As we are seeing in Iraq today, where over 1.2 million people have died since the U.S. illegal and immoral invasion of 2003, it is the innocent who are perishing.
In WW I, for every 100 deaths, 95 were military and 5 were civilian.
In WW II for every 100 deaths, 33 were military deaths as compared to 67 civilian deaths.
Hitler used his V-2 rockets to strike the cities of London, Paris, and Brussels. Clearly civilians were the targets.
The U.S. introduced the mass fire bombing of cities like Dresden and the atomic bombing of Hiroshima and Nagasaki. Hundreds of thousands of civilians lost their lives.
Estimates for the total casualties of WW II vary, but most suggest that some 60 million people died in the war, including about 20 million soldiers and 40 million civilians.

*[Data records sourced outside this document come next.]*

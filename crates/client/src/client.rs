//! Construction and plumbing for [`BpmnClient`].

use std::env;
use std::time::Duration;

use reqwest::{Client, Method, RequestBuilder, Response, header};
use serde::de::DeserializeOwned;
use tracing::debug;
use url::Url;

use vertex_types::EngineHealth;

use crate::error::{ClientError, Result};

/// Default base address of a locally running engine.
pub const DEFAULT_BASE_URL: &str = "http://localhost:5263/api";
/// Environment variable overriding the engine base address.
pub const BASE_URL_ENV: &str = "VERTEX_API_BASE";
/// Environment variable carrying a bearer token for authenticated engines.
pub const TOKEN_ENV: &str = "VERTEX_API_TOKEN";

/// Hostnames allowed to use plain HTTP for local development.
const LOCALHOST_DOMAINS: &[&str] = &["localhost", "127.0.0.1", "::1"];

const REQUEST_TIMEOUT: Duration = Duration::from_secs(30);

/// Thin wrapper around a configured `reqwest::Client` for VertexBPMN engine
/// access.
///
/// The client pre-configures default headers (including a bearer token when
/// one is available) and builds requests against a validated base URL.
#[derive(Debug, Clone)]
pub struct BpmnClient {
    pub(crate) base_url: String,
    pub(crate) http: Client,
    pub(crate) user_agent: String,
}

impl BpmnClient {
    /// Construct a client bound to `base_url`.
    ///
    /// A bearer token is read from `VERTEX_API_TOKEN` when set. Localhost
    /// addresses may use any scheme; anything else must be HTTPS.
    pub fn new(base_url: &str) -> Result<Self> {
        Self::build(base_url, env::var(TOKEN_ENV).ok())
    }

    /// Construct a client from the environment.
    ///
    /// The base address is taken from `VERTEX_API_BASE`, falling back to the
    /// local development default.
    pub fn from_env() -> Result<Self> {
        let base_url = env::var(BASE_URL_ENV).unwrap_or_else(|_| DEFAULT_BASE_URL.into());
        Self::new(&base_url)
    }

    /// Construct a client with an explicit bearer token.
    pub fn with_token(base_url: &str, token: &str) -> Result<Self> {
        Self::build(base_url, Some(token.to_string()))
    }

    fn build(base_url: &str, token: Option<String>) -> Result<Self> {
        let base_url = base_url.trim_end_matches('/').to_string();
        validate_base_url(&base_url)?;

        let mut default_headers = header::HeaderMap::new();
        if let Some(token) = token {
            let value = header::HeaderValue::from_str(&format!("Bearer {}", token))
                .map_err(|e| ClientError::invalid_token(e.to_string()))?;
            default_headers.insert(header::AUTHORIZATION, value);
        }
        default_headers.insert(header::ACCEPT, header::HeaderValue::from_static("application/json"));

        let http = Client::builder()
            .default_headers(default_headers)
            .timeout(REQUEST_TIMEOUT)
            .build()?;

        Ok(Self {
            base_url,
            http,
            user_agent: format!("vertex-client/0.1; {}", env::consts::OS),
        })
    }

    /// The validated base URL this client talks to.
    pub fn base_url(&self) -> &str {
        &self.base_url
    }

    /// Build a `reqwest::RequestBuilder` for a method and API-relative path.
    pub(crate) fn request(&self, method: Method, path: &str) -> RequestBuilder {
        let url = format!("{}{}", self.base_url, path);
        debug!(%url, "building engine request");

        self.http
            .request(method, url)
            .header(header::USER_AGENT, &self.user_agent)
    }

    /// Send a request and map non-success statuses to [`ClientError::Api`].
    pub(crate) async fn execute(&self, builder: RequestBuilder) -> Result<Response> {
        let response = builder.send().await?;
        let status = response.status();
        if status.is_success() {
            return Ok(response);
        }
        let message = response.text().await.unwrap_or_default();
        Err(ClientError::api(status.as_u16(), message))
    }

    /// GET a JSON payload from an API-relative path.
    pub(crate) async fn get_json<T: DeserializeOwned>(
        &self,
        path: &str,
        query: &[(&str, String)],
    ) -> Result<T> {
        let mut builder = self.request(Method::GET, path);
        if !query.is_empty() {
            builder = builder.query(query);
        }
        let body = self.execute(builder).await?.text().await?;
        Ok(serde_json::from_str(&body)?)
    }

    /// GET a JSON payload, mapping 404 to [`ClientError::NotFound`] for the
    /// given resource kind.
    pub(crate) async fn get_json_or_not_found<T: DeserializeOwned>(
        &self,
        path: &str,
        resource: &'static str,
        id: impl ToString,
    ) -> Result<T> {
        map_not_found(self.get_json(path, &[]).await, resource, id)
    }

    /// POST a JSON body and decode a JSON response.
    pub(crate) async fn post_json<B: serde::Serialize, T: DeserializeOwned>(
        &self,
        path: &str,
        body: &B,
    ) -> Result<T> {
        let builder = self.request(Method::POST, path).json(body);
        let body = self.execute(builder).await?.text().await?;
        Ok(serde_json::from_str(&body)?)
    }

    /// POST a JSON body, discarding the response body (204-style endpoints).
    pub(crate) async fn post_no_content<B: serde::Serialize>(&self, path: &str, body: &B) -> Result<()> {
        let builder = self.request(Method::POST, path).json(body);
        self.execute(builder).await?;
        Ok(())
    }

    /// POST with an empty body, discarding the response body.
    pub(crate) async fn post_empty(&self, path: &str) -> Result<()> {
        let builder = self.request(Method::POST, path);
        self.execute(builder).await?;
        Ok(())
    }

    /// DELETE an API-relative path.
    pub(crate) async fn delete(&self, path: &str) -> Result<()> {
        let builder = self.request(Method::DELETE, path);
        self.execute(builder).await?;
        Ok(())
    }

    /// Probe the engine's health endpoint.
    pub async fn health(&self) -> Result<EngineHealth> {
        self.get_json("/health", &[]).await
    }
}

/// Replace a bare 404 rejection with [`ClientError::NotFound`] for the given
/// resource kind; every other outcome passes through unchanged.
fn map_not_found<T>(result: Result<T>, resource: &'static str, id: impl ToString) -> Result<T> {
    match result {
        Err(ClientError::Api { status: 404, .. }) => Err(ClientError::not_found(resource, id)),
        other => other,
    }
}

/// Validate that a base URL is acceptable for use by the client.
///
/// Rules:
/// - `localhost`, `127.0.0.1` or `::1`: any scheme is allowed
/// - otherwise: scheme must be HTTPS
fn validate_base_url(base: &str) -> Result<()> {
    let parsed = Url::parse(base).map_err(|e| ClientError::invalid_base_url(base, e.to_string()))?;

    let host = parsed
        .host_str()
        .ok_or_else(|| ClientError::invalid_base_url(base, "missing host"))?;

    if LOCALHOST_DOMAINS.iter().any(|&allowed| host.eq_ignore_ascii_case(allowed)) {
        return Ok(());
    }

    if parsed.scheme() != "https" {
        return Err(ClientError::invalid_base_url(
            base,
            format!("non-localhost hosts must use https, got '{}://'", parsed.scheme()),
        ));
    }

    Ok(())
}

#[cfg(test)]
mod tests {
    use super::*;

    #[test]
    fn accepts_localhost_over_plain_http() {
        assert!(validate_base_url("http://localhost:5263/api").is_ok());
        assert!(validate_base_url("http://127.0.0.1:5263/api").is_ok());
    }

    #[test]
    fn rejects_plain_http_for_remote_hosts() {
        let err = validate_base_url("http://engine.example.com/api").unwrap_err();
        assert!(matches!(err, ClientError::InvalidBaseUrl { .. }));

        assert!(validate_base_url("https://engine.example.com/api").is_ok());
    }

    #[test]
    fn rejects_unparseable_urls() {
        assert!(validate_base_url("not a url").is_err());
        assert!(validate_base_url("file:///tmp/engine").is_err());
    }

    #[test]
    fn bad_bearer_token_is_reported_as_token_error() {
        let err = BpmnClient::with_token("http://localhost:5263/api", "to\nken").unwrap_err();
        assert!(matches!(err, ClientError::InvalidToken { .. }));
        assert!(err.to_string().starts_with("Invalid bearer token"));
    }

    #[test]
    fn map_not_found_replaces_404_with_resource_error() {
        let result: Result<()> = map_not_found(
            Err(ClientError::api(404, "")),
            "process instance",
            "1c9a7b3d",
        );
        let err = result.unwrap_err();
        assert!(matches!(
            err,
            ClientError::NotFound {
                resource: "process instance",
                ..
            }
        ));
        assert_eq!(err.to_string(), "process instance not found: 1c9a7b3d");
    }

    #[test]
    fn map_not_found_passes_other_outcomes_through() {
        let ok: Result<i32> = map_not_found(Ok(7), "task", "id");
        assert_eq!(ok.expect("ok passes through"), 7);

        let err: Result<i32> = map_not_found(Err(ClientError::api(500, "boom")), "task", "id");
        assert!(matches!(err.unwrap_err(), ClientError::Api { status: 500, .. }));
    }

    #[test]
    fn trailing_slash_is_normalized_away() {
        let client = BpmnClient::with_token("http://localhost:5263/api/", "t").expect("client");
        assert_eq!(client.base_url(), "http://localhost:5263/api");
    }

    #[test]
    fn request_joins_base_and_path() {
        let client = BpmnClient::with_token("http://localhost:5263/api", "t").expect("client");
        let request = client
            .request(Method::GET, "/runtime/abc")
            .build()
            .expect("build request");
        assert_eq!(request.url().as_str(), "http://localhost:5263/api/runtime/abc");
        assert!(request.headers().contains_key(header::USER_AGENT));
    }
}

Gino Strada, war surgeon and founder of Emergency Italia, with extensive first-hand experience in many modern war theaters, has argued that over 80% of casualties in modern high-tech wars are civilians.
There can be no such thing as a "just war" any longer. How could wars that kill innocent people who are not engaged in the fighting be called "just"?
We must call for the abolition of all war. It must be outlawed for a nation to spend their national treasury on weapons systems that end up killing women, children, and the elderly.
Like the abolition of slavery in the U.S., the abolition of war is a huge struggle that appears impossible to reach. But history reveals that such changes are possible if the people are single-minded and determined over time.
We must call for the conversion of the military industrial complex as our first-step in the abolition of war.